Abstract

AbstractManaging hypertension is among the commonest and most challenging features of end‐stage renal disease and many clinical trials have shown the benefit of treating hypertension in the general population. If associations between blood pressure levels and cardiovascular outcomes in dialysis patients mirrored those seen in general population studies, one could argue that dialysis population‐specific antihypertensive trials are unnecessary. Associations between blood pressure levels and outcomes are complex in this population. Naturally, comparisons of observational and experimental findings within intervention in patients with chronic kidney disease often show a surprising degree of disparity.
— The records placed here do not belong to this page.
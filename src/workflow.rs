//! Host decision flow.
//!
//! ```text
//! classify_request -> evaluate_policy -> fetch_news    -> compose_response -> END
//!                                     -> fetch_finance -> compose_response -> END
//!                                     -> respond       -> compose_response -> END
//! ```
//!
//! The pure steps live here; the fetch steps need the network and are run
//! by [`crate::orchestrator::RoutingAgent`].

use serde::Serialize;

use crate::policy::{NewsFinancePolicyManager, Route};

/// Step of the host flow.
#[derive(Debug, Clone, Copy, PartialEq, Eq, Serialize)]
#[serde(rename_all = "snake_case")]
pub enum HostStep {
    ClassifyRequest,
    EvaluatePolicy,
    FetchNews,
    FetchFinance,
    ComposeResponse,
}

/// Concrete branch chosen by `evaluate_policy`.
#[derive(Debug, Clone, Copy, PartialEq, Eq, Serialize)]
#[serde(rename_all = "snake_case")]
pub enum PolicyDecision {
    FetchNews,
    FetchFinance,
    Respond,
}

/// Which specialists are currently reachable.
#[derive(Debug, Clone, Copy, Default, PartialEq, Eq)]
pub struct Availability {
    pub news: bool,
    pub finance: bool,
}

/// State passed between steps.
#[derive(Debug, Clone, Default, Serialize)]
pub struct HostGraphState {
    pub user_message: String,
    pub session_id: String,
    pub response_chunks: Vec<String>,
    pub policy_notes: Vec<String>,
    pub policy_route: Option<Route>,
    pub decision: Option<PolicyDecision>,
    pub tickers: Vec<String>,
    pub news_output: Option<String>,
    pub finance_output: Option<String>,
    /// Steps visited, in order.
    pub trace: Vec<HostStep>,
}

impl HostGraphState {
    pub fn new(user_message: impl Into<String>, session_id: impl Into<String>) -> Self {
        Self {
            user_message: user_message.into(),
            session_id: session_id.into(),
            ..Default::default()
        }
    }

    /// Run the policy and open the reply with a policy-check line.
    pub fn classify_request(&mut self, policy: &NewsFinancePolicyManager) {
        self.trace.push(HostStep::ClassifyRequest);
        let classification = policy.classify_request(&self.user_message);

        self.response_chunks.clear();
        self.policy_notes.clear();
        if let Some(note) = classification.note {
            self.policy_notes.push(note);
        }

        let opening = match classification.route {
            Route::Finance => format!(
                "Policy check: financial intent with ticker(s) {} → routing to Financial specialist.",
                classification.tickers.join(", ")
            ),
            Route::News => "Policy check: routing to News specialist.".to_string(),
        };
        self.response_chunks.push(opening);
        self.tickers = classification.tickers;
        self.policy_route = Some(classification.route);
    }

    /// Turn the route into a concrete step, falling back on availability.
    pub fn evaluate_policy(&mut self, available: Availability) -> PolicyDecision {
        self.trace.push(HostStep::EvaluatePolicy);
        let route = self.policy_route.unwrap_or(Route::News);

        let decision = match route {
            Route::Finance if available.finance => PolicyDecision::FetchFinance,
            Route::Finance if available.news => {
                self.note("Policy fallback: Financial specialist unavailable; falling back to News.");
                PolicyDecision::FetchNews
            }
            Route::News if available.news => PolicyDecision::FetchNews,
            Route::News if available.finance && !self.tickers.is_empty() => {
                self.note(
                    "Policy fallback: News specialist unavailable; using Financial specialist due to provided ticker(s).",
                );
                PolicyDecision::FetchFinance
            }
            _ => {
                self.note("Policy fallback: No specialists available; responding directly.");
                PolicyDecision::Respond
            }
        };
        self.decision = Some(decision);
        decision
    }

    /// Task text sent to the News specialist.
    pub fn news_prompt(&self) -> String {
        format!(
            "You are the News specialist.\n\
             Provide a concise, up-to-date news summary relevant to the user's request. \
             If you reference articles, include short citations or source names.\n\
             User request:\n{}",
            self.user_message
        )
    }

    /// Task text sent to the Financial specialist.
    pub fn finance_prompt(&self) -> String {
        let tickers = if self.tickers.is_empty() {
            "N/A".to_string()
        } else {
            self.tickers.join(", ")
        };
        format!(
            "You are the Financial specialist.\n\
             Analyze the user's financial question focusing on the specified ticker symbols. \
             Prioritize recent results, guidance, valuation context, and material news. \
             If data is unknown, respond with 'I don't know'.\n\
             Tickers: {tickers}\n\
             User request:\n{}",
            self.user_message
        )
    }

    /// Record the News specialist's output. `None` means the specialist is offline.
    pub fn apply_news_output(&mut self, output: Option<String>) {
        self.trace.push(HostStep::FetchNews);
        let chunk = match output.as_deref().map(str::trim) {
            None => "News specialist is offline right now.".to_string(),
            Some("") => "The News specialist did not return a summary.".to_string(),
            Some(text) => text.to_string(),
        };
        self.response_chunks.push(chunk);
        self.news_output = Some(output.unwrap_or_default());
    }

    /// Record the Financial specialist's output. `None` means the specialist is offline.
    pub fn apply_finance_output(&mut self, output: Option<String>) {
        self.trace.push(HostStep::FetchFinance);
        let chunk = match output.as_deref().map(str::trim) {
            None => "Financial specialist is offline right now.".to_string(),
            Some("") => "The Financial specialist did not return an analysis.".to_string(),
            Some(text) => text.to_string(),
        };
        self.response_chunks.push(chunk);
        self.finance_output = Some(output.unwrap_or_default());
    }

    /// Append the policy summary.
    pub fn compose_response(&mut self) {
        self.trace.push(HostStep::ComposeResponse);
        if !self.policy_notes.is_empty() {
            self.response_chunks.push("Policy summary:".to_string());
            self.response_chunks
                .extend(self.policy_notes.iter().map(|note| format!("- {note}")));
        }
    }

    fn note(&mut self, note: &str) {
        self.policy_notes.push(note.to_string());
    }
}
In addition, the possibility of serious unmeasured co‐morbid illnesses masking the true causal relationship between blood pressure and outcomes in this population looms large. Unfortunately, therefore, observational studies appear to be highly unreliable guides to identifying the truth regarding optimal management of hypertension. It appears, then, that controlled trials, alone, can inform appropriate treatment. Of late, intervention trials of antihypertensives in dialysis patients have begun to emerge. Though mostly small, less than definitive, and heterogeneous regarding patient selection, interventions and outcomes, several suggest net benefit and none suggests net harm. As dialysis patients are at vast cardiovascular risk, these findings suggest that aggressive treatment of hypertension should be the default approach, until large clinical trials show otherwise.